* **Task details**
All of the records must come back exactly. Please repeat them in full.

(Beginning of Information provided)

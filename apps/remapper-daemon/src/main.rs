//! Runs a joint remapper over JSON lines on stdin/stdout.
//!
//! Each input line is one message:
//!   {"rpc": [{"tag": "get"}, {"tag": "axes"}]}          -> one response line
//!   {"stream": {"action": "velocity", "selector": "all", "values": [..]}}
//!   {"metrics": null}                                   -> prometheus text

use anyhow::{Context, Result};
use clap::Parser;
use joint_remapper::{
    load_config_file, BridgeConfig, CapabilitySet, JointRemapper, JointStateBridge,
    JointStateRecord, MockCalibrator, MockController, RadianBridge, Response, Stamp,
    StatePublisher, StateSnapshot, StreamingCommand, SubDeviceLayout, Value, WrapperConfig,
};
use serde::{Deserialize, Serialize};
use std::io::Write;
use std::path::PathBuf;
use std::sync::Arc;
use tokio::io::{AsyncBufReadExt, AsyncWriteExt, BufReader};
use tokio::sync::mpsc;
use tracing::{debug, info, trace, warn};

const QUEUE_DEPTH: usize = 256;

#[derive(Parser)]
#[command(name = "remapper-daemon")]
#[command(about = "Joint remapper over JSON lines on stdin/stdout")]
struct Args {
    /// YAML wrapper configuration
    #[arg(long)]
    config: Option<PathBuf>,

    /// Override the aggregation period
    #[arg(long)]
    period_ms: Option<u64>,

    /// Attach in-memory mock controllers to every subdevice
    #[arg(long)]
    mock: bool,

    /// Print the core state line every cycle
    #[arg(long)]
    print_state: bool,
}

#[derive(Deserialize)]
#[serde(rename_all = "snake_case")]
enum Message {
    Rpc(Vec<Value>),
    Stream(StreamingCommand),
    /// `{"metrics": null}` or `"metrics"`.
    Metrics,
}

#[derive(Serialize)]
#[serde(rename_all = "snake_case")]
enum Reply<'a> {
    Rpc(&'a Response),
    Error(String),
}

struct PrintState;

impl StatePublisher for PrintState {
    fn publish_state(&self, positions: &[f64], stamp: Stamp) {
        let line = serde_json::json!({ "state": { "position": positions, "stamp": stamp } });
        let mut out = std::io::stdout().lock();
        let _ = writeln!(out, "{line}");
    }

    fn publish_snapshot(&self, snapshot: &StateSnapshot) {
        trace!(sequence = snapshot.stamp.sequence, "extended snapshot");
    }
}

/// Bridge sink that only traces; stands in for the external topic.
struct TraceSink {
    topic: String,
}

impl JointStateBridge for TraceSink {
    fn publish(&mut self, record: &JointStateRecord) {
        trace!(topic = %self.topic, joints = record.names.len(), stamp = record.stamp, "joint state");
    }
}

#[tokio::main]
async fn main() -> Result<()> {
    setup_tracing();
    let args = Args::parse();

    let mut config = match &args.config {
        Some(path) => load_config_file(path)?,
        None => default_config(),
    };
    if let Some(period_ms) = args.period_ms {
        config.period_ms = period_ms;
    }

    let remapper = JointRemapper::new(&config).context("building remapper")?;
    if args.mock {
        attach_mocks(&remapper, &config)?;
    } else {
        warn!("no hardware backend selected; subdevices stay detached (use --mock)");
    }
    if args.print_state {
        remapper.set_publisher(Arc::new(PrintState));
    }
    if let Some(bridge) = config.bridge.clone() {
        install_bridge(&remapper, bridge);
    }
    remapper.start()?;
    info!(name = remapper.name(), joints = remapper.joints(), "remapper-daemon running");

    let (tx, mut rx) = mpsc::channel::<String>(QUEUE_DEPTH);
    tokio::spawn(async move {
        let mut lines = BufReader::new(tokio::io::stdin()).lines();
        loop {
            match lines.next_line().await {
                Ok(Some(line)) => {
                    if tx.send(line).await.is_err() {
                        break;
                    }
                }
                Ok(None) => break,
                Err(e) => {
                    warn!("stdin read failed: {e}");
                    break;
                }
            }
        }
    });

    let mut stdout = tokio::io::stdout();
    loop {
        tokio::select! {
            _ = tokio::signal::ctrl_c() => {
                info!("ctrl-c received");
                break;
            }
            line = rx.recv() => {
                let Some(line) = line else {
                    debug!("stdin closed");
                    break;
                };
                remapper.report_stream_backlog(rx.len());
                if let Some(out) = handle_line(&remapper, &line) {
                    stdout.write_all(out.as_bytes()).await?;
                    stdout.write_all(b"\n").await?;
                    stdout.flush().await?;
                }
            }
        }
    }

    remapper.stop()?;
    info!("remapper-daemon stopped");
    Ok(())
}

fn handle_line(remapper: &JointRemapper, line: &str) -> Option<String> {
    let line = line.trim();
    if line.is_empty() {
        return None;
    }
    let message: Message = match serde_json::from_str(line) {
        Ok(message) => message,
        Err(e) => {
            warn!("bad input line: {e}");
            return encode(&Reply::Error(e.to_string()));
        }
    };
    match message {
        Message::Rpc(request) => encode(&Reply::Rpc(&remapper.handle_request(&request))),
        Message::Stream(command) => {
            remapper.handle_streaming_message(&command);
            None
        }
        Message::Metrics => Some(remapper.metrics().encode_text()),
    }
}

fn encode(reply: &Reply<'_>) -> Option<String> {
    match serde_json::to_string(reply) {
        Ok(line) => Some(line),
        Err(e) => {
            warn!("failed to encode reply: {e}");
            None
        }
    }
}

fn default_config() -> WrapperConfig {
    let mut config = WrapperConfig::new("mock-arm", 6);
    config.subdevices = Some(vec![
        joint_remapper::config::SubDeviceEntry {
            key: "shoulder".into(),
            wrapper: [0, 2],
            device: [0, 2],
        },
        joint_remapper::config::SubDeviceEntry {
            key: "wrist".into(),
            wrapper: [3, 5],
            device: [0, 2],
        },
    ]);
    config
}

fn attach_mocks(remapper: &JointRemapper, config: &WrapperConfig) -> Result<()> {
    let axes: Vec<(String, usize)> = match config.to_layout()? {
        SubDeviceLayout::Explicit(ranges) => ranges
            .into_iter()
            .map(|r| (r.key, r.device_top + 1))
            .collect(),
        SubDeviceLayout::FullSpan { key } => vec![(key, config.joints)],
    };
    for (key, count) in axes {
        let device = Arc::new(MockController::new(count));
        remapper
            .attach(&key, CapabilitySet::from_device(device))
            .with_context(|| format!("attaching mock subdevice {key}"))?;
    }
    remapper.set_calibrator(Some(Arc::new(MockCalibrator::new())));
    Ok(())
}

fn install_bridge(remapper: &JointRemapper, config: BridgeConfig) {
    info!(node = %config.node, topic = %config.topic, "joint state bridge enabled");
    let sink = TraceSink {
        topic: config.topic.clone(),
    };
    remapper.set_bridge(Box::new(RadianBridge::new(config, sink)));
}

fn setup_tracing() {
    let _ = tracing_subscriber::fmt()
        .with_writer(std::io::stderr)
        .with_env_filter(tracing_subscriber::EnvFilter::from_default_env())
        .try_init();
}

#[cfg(test)]
mod tests {
    use super::*;

    #[test]
    fn test_metrics_message_forms() {
        assert!(matches!(
            serde_json::from_str::<Message>(r#"{"metrics": null}"#),
            Ok(Message::Metrics)
        ));
        assert!(matches!(
            serde_json::from_str::<Message>(r#""metrics""#),
            Ok(Message::Metrics)
        ));
    }

    #[test]
    fn test_metrics_line_returns_text() {
        let remapper = JointRemapper::new(&default_config()).unwrap();
        let out = handle_line(&remapper, r#"{"metrics": null}"#).unwrap();
        assert!(!out.starts_with('{'));
    }
}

(End of Information provided)

* **Response to the exercise**
filename apps/remapper-daemon/src/main.rs
//! Runs a joint remapper over JSON lines on stdin/stdout.
//!
//! Each input line is one message:
//!   {"rpc": [{"tag": "get"}, {"tag": "axes"}]}          -> one response line
//!   {"stream": {"action": "velocity", "selector": "all", "values": [..]}}
//!   {"metrics": null}                                   -> prometheus text

use anyhow::{Context, Result};
use clap::Parser;
use joint_remapper::{
    load_config_file, BridgeConfig, CapabilitySet, JointRemapper, JointStateBridge,
    JointStateRecord, MockCalibrator, MockController, RadianBridge, Response, Stamp,
    StatePublisher, StateSnapshot, StreamingCommand, SubDeviceLayout, Value, WrapperConfig,
};
use serde::{Deserialize, Serialize};
use std::io::Write;
use std::path::PathBuf;
use std::sync::Arc;
use tokio::io::{AsyncBufReadExt, AsyncWriteExt, BufReader};
use tokio::sync::mpsc;
use tracing::{debug, info, trace, warn};

const QUEUE_DEPTH: usize = 256;

#[derive(Parser)]
#[command(name = "remapper-daemon")]
#[command(about = "Joint remapper over JSON lines on stdin/stdout")]
struct Args {
    /// YAML wrapper configuration
    #[arg(long)]
    config: Option<PathBuf>,

    /// Override the aggregation period
    #[arg(long)]
    period_ms: Option<u64>,

    /// Attach in-memory mock controllers to every subdevice
    #[arg(long)]
    mock: bool,

    /// Print the core state line every cycle
    #[arg(long)]
    print_state: bool,
}

#[derive(Deserialize)]
#[serde(rename_all = "snake_case")]
enum Message {
    Rpc(Vec<Value>),
    Stream(StreamingCommand),
    /// `{"metrics": null}` or `"metrics"`.
    Metrics,
}

#[derive(Serialize)]
#[serde(rename_all = "snake_case")]
enum Reply<'a> {
    Rpc(&'a Response),
    Error(String),
}

struct PrintState;

impl StatePublisher for PrintState {
    fn publish_state(&self, positions: &[f64], stamp: Stamp) {
        let line = serde_json::json!({ "state": { "position": positions, "stamp": stamp } });
        let mut out = std::io::stdout().lock();
        let _ = writeln!(out, "{line}");
    }

    fn publish_snapshot(&self, snapshot: &StateSnapshot) {
        trace!(sequence = snapshot.stamp.sequence, "extended snapshot");
    }
}

/// Bridge sink that only traces; stands in for the external topic.
struct TraceSink {
    topic: String,
}

impl JointStateBridge for TraceSink {
    fn publish(&mut self, record: &JointStateRecord) {
        trace!(topic = %self.topic, joints = record.names.len(), stamp = record.stamp, "joint state");
    }
}

#[tokio::main]
async fn main() -> Result<()> {
    setup_tracing();
    let args = Args::parse();

    let mut config = match &args.config {
        Some(path) => load_config_file(path)?,
        None => default_config(),
    };
    if let Some(period_ms) = args.period_ms {
        config.period_ms = period_ms;
    }

    let remapper = JointRemapper::new(&config).context("building remapper")?;
    if args.mock {
        attach_mocks(&remapper, &config)?;
    } else {
        warn!("no hardware backend selected; subdevices stay detached (use --mock)");
    }
    if args.print_state {
        remapper.set_publisher(Arc::new(PrintState));
    }
    if let Some(bridge) = config.bridge.clone() {
        install_bridge(&remapper, bridge);
    }
    remapper.start()?;
    info!(name = remapper.name(), joints = remapper.joints(), "remapper-daemon running");

    let (tx, mut rx) = mpsc::channel::<String>(QUEUE_DEPTH);
    tokio::spawn(async move {
        let mut lines = BufReader::new(tokio::io::stdin()).lines();
        loop {
            match lines.next_line().await {
                Ok(Some(line)) => {
                    if tx.send(line).await.is_err() {
                        break;
                    }
                }
                Ok(None) => break,
                Err(e) => {
                    warn!("stdin read failed: {e}");
                    break;
                }
            }
        }
    });

    let mut stdout = tokio::io::stdout();
    loop {
        tokio::select! {
            _ = tokio::signal::ctrl_c() => {
                info!("ctrl-c received");
                break;
            }
            line = rx.recv() => {
                let Some(line) = line else {
                    debug!("stdin closed");
                    break;
                };
                remapper.report_stream_backlog(rx.len());
                if let Some(out) = handle_line(&remapper, &line) {
                    stdout.write_all(out.as_bytes()).await?;
                    stdout.write_all(b"\n").await?;
                    stdout.flush().await?;
                }
            }
        }
    }

    remapper.stop()?;
    info!("remapper-daemon stopped");
    Ok(())
}

fn handle_line(remapper: &JointRemapper, line: &str) -> Option<String> {
    let line = line.trim();
    if line.is_empty() {
        return None;
    }
    let message: Message = match serde_json::from_str(line) {
        Ok(message) => message,
        Err(e) => {
            warn!("bad input line: {e}");
            return encode(&Reply::Error(e.to_string()));
        }
    };
    match message {
        Message::Rpc(request) => encode(&Reply::Rpc(&remapper.handle_request(&request))),
        Message::Stream(command) => {
            remapper.handle_streaming_message(&command);
            None
        }
        Message::Metrics => Some(remapper.metrics().encode_text()),
    }
}

fn encode(reply: &Reply<'_>) -> Option<String> {
    match serde_json::to_string(reply) {
        Ok(line) => Some(line),
        Err(e) => {
            warn!("failed to encode reply: {e}");
            None
        }
    }
}

fn default_config() -> WrapperConfig {
    let mut config = WrapperConfig::new("mock-arm", 6);
    config.subdevices = Some(vec![
        joint_remapper::config::SubDeviceEntry {
            key: "shoulder".into(),
            wrapper: [0, 2],
            device: [0, 2],
        },
        joint_remapper::config::SubDeviceEntry {
            key: "wrist".into(),
            wrapper: [3, 5],
            device: [0, 2],
        },
    ]);
    config
}

fn attach_mocks(remapper: &JointRemapper, config: &WrapperConfig) -> Result<()> {
    let axes: Vec<(String, usize)> = match config.to_layout()? {
        SubDeviceLayout::Explicit(ranges) => ranges
            .into_iter()
            .map(|r| (r.key, r.device_top + 1))
            .collect(),
        SubDeviceLayout::FullSpan { key } => vec![(key, config.joints)],
    };
    for (key, count) in axes {
        let device = Arc::new(MockController::new(count));
        remapper
            .attach(&key, CapabilitySet::from_device(device))
            .with_context(|| format!("attaching mock subdevice {key}"))?;
    }
    remapper.set_calibrator(Some(Arc::new(MockCalibrator::new())));
    Ok(())
}

fn install_bridge(remapper: &JointRemapper, config: BridgeConfig) {
    info!(node = %config.node, topic = %config.topic, "joint state bridge enabled");
    let sink = TraceSink {
        topic: config.topic.clone(),
    };
    remapper.set_bridge(Box::new(RadianBridge::new(config, sink)));
}

fn setup_tracing() {
    let _ = tracing_subscriber::fmt()
        .with_writer(std::io::stderr)
        .with_env_filter(tracing_subscriber::EnvFilter::from_default_env())
        .try_init();
}

#[cfg(test)]
mod tests {
    use super::*;

    #[test]
    fn test_metrics_message_forms() {
        assert!(matches!(
            serde_json::from_str::<Message>(r#"{"metrics": null}"#),
            Ok(Message::Metrics)
        ));
        assert!(matches!(
            serde_json::from_str::<Message>(r#""metrics""#),
            Ok(Message::Metrics)
        ));
    }

    #[test]
    fn test_metrics_line_returns_text() {
        let remapper = JointRemapper::new(&default_config()).unwrap();
        let out = handle_line(&remapper, r#"{"metrics": null}"#).unwrap();
        assert!(!out.starts_with('{'));
    }
}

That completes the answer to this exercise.